築20年以上の物件では、水回りとインターネット環境の改善がコスト効率に優れます。ユニットバスの交換は1室60万円前後かかりますが、入居期間が平均2年延び、家賃を1割上げられた事例が多数報告されています。また、無料Wi-Fi導入は1室あたり月数百円のコストで成約率を10%以上押し上げるケースがあり、空室対策として費用対効果が高いといえます。

外観の印象も成約スピードに直結します。外壁塗装やエントランス照明のLED化だけで、内見者の第一印象は大きく変わります。東京都の民間調査では、築古アパートで外壁を塗り直しただけで平均入居期間が1.4年延伸したという結果が出ています。

2025年度は「既存賃貸住宅省エネ改修支援事業」の補助金が継続予定で、断熱窓交換や高効率給湯器の導入に対し工事費の最大3分の1が補助されます。

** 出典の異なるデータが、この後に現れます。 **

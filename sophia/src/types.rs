//! Core types for recognition.
//!
//! A [`Moment`] is one assessment interaction; a [`Recognition`] is what a
//! strategy makes of the learner's input to it. Which result a recognition
//! carries depends on the moment's [`AssessmentPurpose`].
//!
//! With the `typescript` feature enabled, result types can be exported to
//! TypeScript using ts-rs.

use chrono::Utc;
use indexmap::IndexMap;
use serde::{Deserialize, Serialize};
use serde_json::Value;

use perseus_score::{Hint, PerseusRenderer, Score, UserInputMap};

#[cfg(feature = "typescript")]
use ts_rs::TS;

/// Subscale name to contribution amount, conventionally 0 to 1.
pub type SubscaleContribution = IndexMap<String, f64>;

/// Choice key (e.g. `choice-0`) to the subscales that choice feeds.
pub type ChoiceSubscaleMap = IndexMap<String, SubscaleContribution>;

/// Widget ID to the subscale map for its choices.
pub type SubscaleMappings = IndexMap<String, ChoiceSubscaleMap>;

/// Current time as epoch milliseconds.
pub fn now_millis() -> i64 {
    Utc::now().timestamp_millis()
}

// ============================================================================
// Moments
// ============================================================================

/// The lens through which an interaction is viewed.
#[derive(Debug, Clone, Copy, PartialEq, Eq, Hash, Serialize, Deserialize)]
#[cfg_attr(feature = "typescript", derive(TS))]
#[cfg_attr(feature = "typescript", ts(export))]
#[serde(rename_all = "lowercase")]
pub enum AssessmentPurpose {
    /// Did the learner demonstrate understanding?
    Mastery,
    /// What resonates with the learner?
    Discovery,
    /// What does the learner think about their learning?
    Reflection,
    /// What calls to the learner?
    Invitation,
}

impl AssessmentPurpose {
    pub fn as_str(&self) -> &'static str {
        match self {
            Self::Mastery => "mastery",
            Self::Discovery => "discovery",
            Self::Reflection => "reflection",
            Self::Invitation => "invitation",
        }
    }
}

impl std::fmt::Display for AssessmentPurpose {
    fn fmt(&self, f: &mut std::fmt::Formatter<'_>) -> std::fmt::Result {
        f.write_str(self.as_str())
    }
}

/// Tracking metadata for a moment.
#[derive(Debug, Clone, Default, PartialEq, Serialize, Deserialize)]
#[serde(rename_all = "camelCase")]
pub struct MomentMetadata {
    #[serde(default, skip_serializing_if = "Vec::is_empty")]
    pub tags: Vec<String>,
    /// Content this moment assesses
    #[serde(default, skip_serializing_if = "Option::is_none")]
    pub assesses_content_id: Option<String>,
    #[serde(default, skip_serializing_if = "Option::is_none")]
    pub estimated_time_seconds: Option<u32>,
    /// Anything else the authoring system attached
    #[serde(flatten)]
    pub extra: IndexMap<String, Value>,
}

/// One assessment interaction: content plus the purpose it serves.
#[derive(Debug, Clone, PartialEq, Serialize, Deserialize)]
#[serde(rename_all = "camelCase")]
pub struct Moment {
    pub id: String,
    pub purpose: AssessmentPurpose,
    pub content: PerseusRenderer,
    #[serde(default, skip_serializing_if = "Vec::is_empty")]
    pub hints: Vec<Hint>,
    /// Subscale contributions per widget and choice, for discovery
    #[serde(default, skip_serializing_if = "Option::is_none")]
    pub subscale_contributions: Option<SubscaleMappings>,
    #[serde(default, skip_serializing_if = "Option::is_none")]
    pub metadata: Option<MomentMetadata>,
}

impl Moment {
    /// Create a moment with the given purpose.
    pub fn new(id: impl Into<String>, purpose: AssessmentPurpose, content: PerseusRenderer) -> Self {
        Self {
            id: id.into(),
            purpose,
            content,
            hints: Vec::new(),
            subscale_contributions: None,
            metadata: None,
        }
    }

    /// A graded moment.
    pub fn mastery(id: impl Into<String>, content: PerseusRenderer) -> Self {
        Self::new(id, AssessmentPurpose::Mastery, content)
    }

    /// A psychometric moment whose choices feed subscales.
    pub fn discovery(
        id: impl Into<String>,
        content: PerseusRenderer,
        subscale_contributions: SubscaleMappings,
    ) -> Self {
        Self::new(id, AssessmentPurpose::Discovery, content)
            .with_subscale_contributions(subscale_contributions)
    }

    /// An ungraded moment that captures what the learner shares.
    pub fn reflection(id: impl Into<String>, content: PerseusRenderer) -> Self {
        Self::new(id, AssessmentPurpose::Reflection, content)
    }

    pub fn with_hints(mut self, hints: Vec<Hint>) -> Self {
        self.hints = hints;
        self
    }

    pub fn with_subscale_contributions(mut self, mappings: SubscaleMappings) -> Self {
        self.subscale_contributions = Some(mappings);
        self
    }

    pub fn with_metadata(mut self, metadata: MomentMetadata) -> Self {
        self.metadata = Some(metadata);
        self
    }

    pub fn is_mastery(&self) -> bool {
        self.purpose == AssessmentPurpose::Mastery
    }

    pub fn is_discovery(&self) -> bool {
        self.purpose == AssessmentPurpose::Discovery
    }
}

// ============================================================================
// Results
// ============================================================================

/// Outcome of a graded moment.
#[derive(Debug, Clone, PartialEq, Serialize, Deserialize)]
#[cfg_attr(feature = "typescript", derive(TS))]
#[cfg_attr(feature = "typescript", ts(export))]
#[serde(rename_all = "camelCase")]
pub struct MasteryResult {
    /// True exactly when every point was earned
    pub demonstrated: bool,
    pub score: f64,
    pub total: f64,
    #[serde(default, skip_serializing_if = "Option::is_none")]
    pub message: Option<String>,
}

impl MasteryResult {
    /// Convert a score. An invalid score is 0 of 1, not demonstrated.
    pub fn from_score(score: &Score) -> Self {
        match score {
            Score::Points {
                earned,
                total,
                message,
            } => Self {
                demonstrated: earned == total,
                score: *earned,
                total: *total,
                message: message.clone(),
            },
            Score::Invalid { message } => Self {
                demonstrated: false,
                score: 0.0,
                total: 1.0,
                message: message.clone(),
            },
        }
    }

    /// Rounded percentage of points earned; 0 when there were none to earn.
    pub fn percentage(&self) -> u32 {
        if self.total <= 0.0 {
            return 0;
        }
        (self.score / self.total * 100.0).round().max(0.0) as u32
    }
}

/// Outcome of a discovery moment. Nothing here is right or wrong.
#[derive(Debug, Clone, Default, PartialEq, Serialize, Deserialize)]
#[cfg_attr(feature = "typescript", derive(TS))]
#[cfg_attr(feature = "typescript", ts(export))]
#[serde(rename_all = "camelCase")]
pub struct ResonanceResult {
    /// Summed contribution per subscale
    pub subscale_contributions: IndexMap<String, f64>,
    #[serde(default, skip_serializing_if = "Option::is_none")]
    pub selected_choice_ids: Option<Vec<String>>,
    /// Self-assessed confidence
    #[serde(default, skip_serializing_if = "Option::is_none")]
    pub confidence: Option<f64>,
}

impl ResonanceResult {
    /// Subscale with the strictly greatest contribution; the first one wins ties.
    pub fn primary_subscale(&self) -> Option<&str> {
        let mut entries = self.subscale_contributions.iter();
        let (mut best, mut best_value) = entries.next()?;
        for (name, value) in entries {
            if value > best_value {
                best = name;
                best_value = value;
            }
        }
        Some(best.as_str())
    }

    pub fn has_contributions(&self) -> bool {
        !self.subscale_contributions.is_empty()
    }
}

/// Outcome of a reflection moment: what the learner shared.
#[derive(Debug, Clone, PartialEq, Serialize)]
#[cfg_attr(feature = "typescript", derive(TS))]
#[cfg_attr(feature = "typescript", ts(export))]
#[serde(rename_all = "camelCase")]
pub struct ReflectionResult {
    #[cfg_attr(feature = "typescript", ts(type = "Record<string, unknown>"))]
    pub user_input: UserInputMap,
    /// Epoch milliseconds
    #[cfg_attr(feature = "typescript", ts(type = "number"))]
    pub timestamp: i64,
    #[serde(skip_serializing_if = "Option::is_none")]
    pub subscale_contributions: Option<IndexMap<String, f64>>,
    /// Free text the learner entered, one widget per line
    #[serde(skip_serializing_if = "Option::is_none")]
    pub text_content: Option<String>,
}

/// What a strategy recognized in the learner's response to a moment.
#[derive(Debug, Clone, PartialEq, Serialize)]
#[cfg_attr(feature = "typescript", derive(TS))]
#[cfg_attr(feature = "typescript", ts(export))]
#[serde(rename_all = "camelCase")]
pub struct Recognition {
    pub moment_id: String,
    pub purpose: AssessmentPurpose,
    #[cfg_attr(feature = "typescript", ts(type = "Record<string, unknown>"))]
    pub user_input: UserInputMap,
    #[serde(skip_serializing_if = "Option::is_none")]
    pub mastery: Option<MasteryResult>,
    #[serde(skip_serializing_if = "Option::is_none")]
    pub resonance: Option<ResonanceResult>,
    #[serde(skip_serializing_if = "Option::is_none")]
    pub reflection: Option<ReflectionResult>,
    /// Epoch milliseconds
    #[cfg_attr(feature = "typescript", ts(type = "number"))]
    pub timestamp: i64,
}

impl Recognition {
    /// Recognition with no result yet, stamped now.
    pub fn new(
        moment_id: impl Into<String>,
        purpose: AssessmentPurpose,
        user_input: UserInputMap,
    ) -> Self {
        Self {
            moment_id: moment_id.into(),
            purpose,
            user_input,
            mastery: None,
            resonance: None,
            reflection: None,
            timestamp: now_millis(),
        }
    }

    pub fn with_mastery(mut self, mastery: MasteryResult) -> Self {
        self.mastery = Some(mastery);
        self
    }

    pub fn with_resonance(mut self, resonance: ResonanceResult) -> Self {
        self.resonance = Some(resonance);
        self
    }

    pub fn with_reflection(mut self, reflection: ReflectionResult) -> Self {
        self.reflection = Some(reflection);
        self
    }

    pub fn with_timestamp(mut self, timestamp: i64) -> Self {
        self.timestamp = timestamp;
        self
    }

    pub fn has_demonstrated(&self) -> bool {
        self.mastery.as_ref().is_some_and(|m| m.demonstrated)
    }

    /// Rounded mastery percentage, 0 without a mastery result.
    pub fn mastery_percentage(&self) -> u32 {
        self.mastery.as_ref().map_or(0, MasteryResult::percentage)
    }

    /// Whether any subscale received a contribution.
    pub fn has_resonance(&self) -> bool {
        self.resonance
            .as_ref()
            .is_some_and(ResonanceResult::has_contributions)
    }

    pub fn primary_subscale(&self) -> Option<&str> {
        self.resonance.as_ref()?.primary_subscale()
    }
}

// ============================================================================
// Aggregates
// ============================================================================

/// Resonance summed across many moments.
#[derive(Debug, Clone, Default, PartialEq, Serialize, Deserialize)]
#[cfg_attr(feature = "typescript", derive(TS))]
#[cfg_attr(feature = "typescript", ts(export))]
#[serde(rename_all = "camelCase")]
pub struct AggregatedResonance {
    pub subscale_totals: IndexMap<String, f64>,
    /// Subscale with the highest total; empty when there are none
    pub primary_subscale: String,
    /// Recognitions that carried a resonance result
    pub moment_count: usize,
    /// Each total divided by the largest, in `[0, 1]`
    #[serde(default, skip_serializing_if = "Option::is_none")]
    pub normalized_scores: Option<IndexMap<String, f64>>,
}

/// Mastery tracked across many moments.
#[derive(Debug, Clone, Default, PartialEq, Eq, Serialize, Deserialize)]
#[cfg_attr(feature = "typescript", derive(TS))]
#[cfg_attr(feature = "typescript", ts(export))]
#[serde(rename_all = "camelCase")]
pub struct AggregatedMastery {
    /// Recognitions that carried a mastery result
    pub total_moments: usize,
    pub demonstrated_count: usize,
    /// 0 to 100
    pub mastery_percentage: u32,
    /// Consecutive demonstrations ending at the latest moment
    pub current_streak: usize,
    pub target_streak: usize,
    pub streak_achieved: bool,
}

申請には省エネ性能証明が必要ですが、採択されれば入居者への光熱費メリットを訴求でき、長期入居を後押しします。

融資条件の改善と金利リスク管理

実は、融資条件の見直しだけでキャッシュフローが月数万円改善することがあります。2025年時点でメガバンクのアパートローン金利は1.1〜2.0%が主流ですが、地方銀行や信用金庫では団体信用生命保険を付けても1%前後で借り換えられる例もあります。

借り換え時は残債と違約金、登記費用を合算し、総返済額が減るか必ず試算してください。借り換え後も固定期間が終われば金利が上がるため、金利上昇2%でも耐えられるキャッシュフローを作るのが安全策です。また、元利均等返済のままではなく、元金均等返済に切り替えると利息負担が前倒しで減り、総返済額が少なくなります。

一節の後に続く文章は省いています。